Synthetic peptides have proven an excellent type of molecule for the mimicry of protein sites. The modified peptides increase the proteolytic stability of the molecules, enhancing their utility for biological applications.

Toolbox for Peptide Synthesis: Non-Proteinogenic Amino Acids and Site-Selective Ligation

The long peptides can be synthesized by the ligation method. Amino acid derivatives with modified backbone length and side-chain orientation, such as d-amino acids, N-alkyl glycine monomers, or proteolytically stable amino acid derivatives can be introduced to the peptides.

Protein Secondary Structure Mimics: α-Helix Mimics, β-Sheet Mimics
Peptide chains can be organized into secondary structures, such as α-helices and β-sheets. Peptides that mimic α-helices and β-sheets of proteins are attractive targets for drug development and tools to explore protein binding mechanism.

The α-helical conformation of a peptide can be induced by adding covalent links between amino acid side chains at selected positions. These links can be formed by lactam and disulfide bridges, triazole-based linkages, and hydrocarbon staples.

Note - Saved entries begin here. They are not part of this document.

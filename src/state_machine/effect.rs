//! Effects produced by state transitions

use super::state::{ErrorKind, SessionState};
use crate::api::ChatRecord;
use crate::conversation::Message;
use crate::stream::StreamEvent;

/// Effects to be executed after a state transition, in order
#[derive(Debug, Clone)]
pub enum Effect {
    /// Build the payload from current history plus `user` and open a stream
    RequestStream { user: Message },

    /// Append a message to the conversation
    AppendMessage { message: Message },

    /// Append the temporary assistant reply
    BeginReply,

    /// Run a stream event through the consumer and publish the result
    Dispatch { event: StreamEvent },

    /// Close the open stream connection, if any
    CloseStream,

    /// Drop the temporary reply of a failed turn
    DiscardReply,

    /// Create or update the stored conversation
    SyncConversation,

    /// Record the stored conversation's identifier
    AdoptSessionId { session_id: String },

    /// Truncate for regeneration and re-seed the input
    TruncateForRegenerate { index: usize },

    /// Clear the conversation
    ResetConversation,

    /// Replace the conversation with a stored one
    LoadConversation { record: ChatRecord },

    /// Notify subscribers of the new state
    NotifyState { state: SessionState },

    /// Show a notice to the user
    Notice { kind: ErrorKind, message: String },
}

impl Effect {
    pub fn notify_state(state: &SessionState) -> Self {
        Effect::NotifyState {
            state: state.clone(),
        }
    }

    pub fn notice(kind: ErrorKind, message: impl Into<String>) -> Self {
        Effect::Notice {
            kind,
            message: message.into(),
        }
    }
}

In β-sheets, β-strands are connected via loops or turns. Methods to mimic turn structures include macrocyclization, dipeptide of d-proline and l-proline, or α-aminoisobutyric acid in combination with either a d-α-amino acid or an achiral α-amino acid. An example of stimuli-responsive peptides is the temperature-dependent formation of hydrogels by β-sheet peptides. The β-hairpin mimic undergoes gelation upon heating at 60°C, and is completely reversible while cooling.

Protein Mimics in Biomedical Research

Peptides mimicking the CHR region of gp41 were developed to inhibit the formation of the six-helical bundle. Peptides that mimic these receptors are useful tools to explore the details of virus infection mechanism, as well as to develop new drugs against HIV-1. Peptides that mimic the extracellular domains of seven transmembrane G protein-coupled receptors (GPCRs), which is composed of the N-terminus (NT) and the three extracellular loops (ECLs) were explored. Peptide Ac-RERF-NH2 has a high propensity to adopt an α-turn structure and could be a promising drug candidate against cancer.

The design of peptides as protein mimics has evolved as a promising strategy for the exploration of protein-protein interactions, as they are biocompatible, biodegradable, and functionally selective.